Abstract • 37

Bacterial ribosomes have been widely used as immunostimulants, in the prevention of upper respiratory tract infections. These subcellular structures are suspected to act as antigen carriers, and to trigger specific immune responses in mucosae associated lymphoid tissues (MALT). In order to investigate this hypothesis, the presence of antigen-specific B-cells and plasma cells was determined in blood samples and tonsils from children treated or not with a preparation containing ribosomes from S. pneumoniae, H.influenzae, S. pyogenes and K. pneumoniae. Activated peripheral B-cells were detected in Elispot as specific antibody-producing cells.

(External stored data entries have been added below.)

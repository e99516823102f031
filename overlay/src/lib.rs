//! Meridian service-node overlay
//!
//! The peer-to-peer subsystem in which full nodes commit a fixed on-chain
//! collateral to become service nodes: they gossip a registry of records,
//! verify each other (proof of service), vote on which node each upcoming
//! block pays, and bootstrap all of that state from peers in stages.
//!
//! The blockchain engine, wallet and p2p transport are external
//! collaborators reached through `meridian_core::ChainView`,
//! [`active::WalletBridge`] and [`outbound::Outbound`].

pub mod active;
pub mod announce;
pub mod config;
pub mod context;
pub mod error;
pub mod fulfilled;
pub mod manager;
pub mod message;
pub mod node;
pub mod outbound;
pub mod payments;
pub mod ping;
pub mod spork;
pub mod store;
pub mod sync;
pub mod verification;

pub use active::{ActiveIdentity, ActiveServiceNode, ActiveState, WalletBridge};
pub use announce::Announcement;
pub use context::{OverlayContext, ServiceNodeSettings};
pub use error::{OverlayError, Result};
pub use fulfilled::FulfilledRequestCache;
pub use manager::ServiceNodeManager;
pub use message::{Inv, InvType, OverlayMessage};
pub use node::{NodeState, ServiceNode};
pub use outbound::{Outbound, PeerInfo};
pub use payments::{PaymentManager, PaymentVote};
pub use ping::Ping;
pub use spork::{SporkManager, SporkMessage};
pub use sync::SyncCoordinator;
pub use verification::{PoseVerifier, Verification};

Indirect immunofluorescence, using bacterial preparations and anti-ribosomal antibodies was used to enumerate antigen-specific antibody producing plasma cells on frozen cut sections from tonsillar tissue. Significantly higher levels of specific B-cells were observed after ribosomal therapy, confirming that oral administration of ribosomal preparations indeed trigger mucosal immune responses. A likely route is via intestinal Peyer's patches and/or solitary nodules, generating specific immune responses resulting in the redistribution of activated specific B-cells in MALT tissues after trafficking in the lymph and peripheral blood. Terminal differentiation in plasma-cells in mucosal areas would then result in the secretion of protective specific antibodies efficient towards bacterial antigens.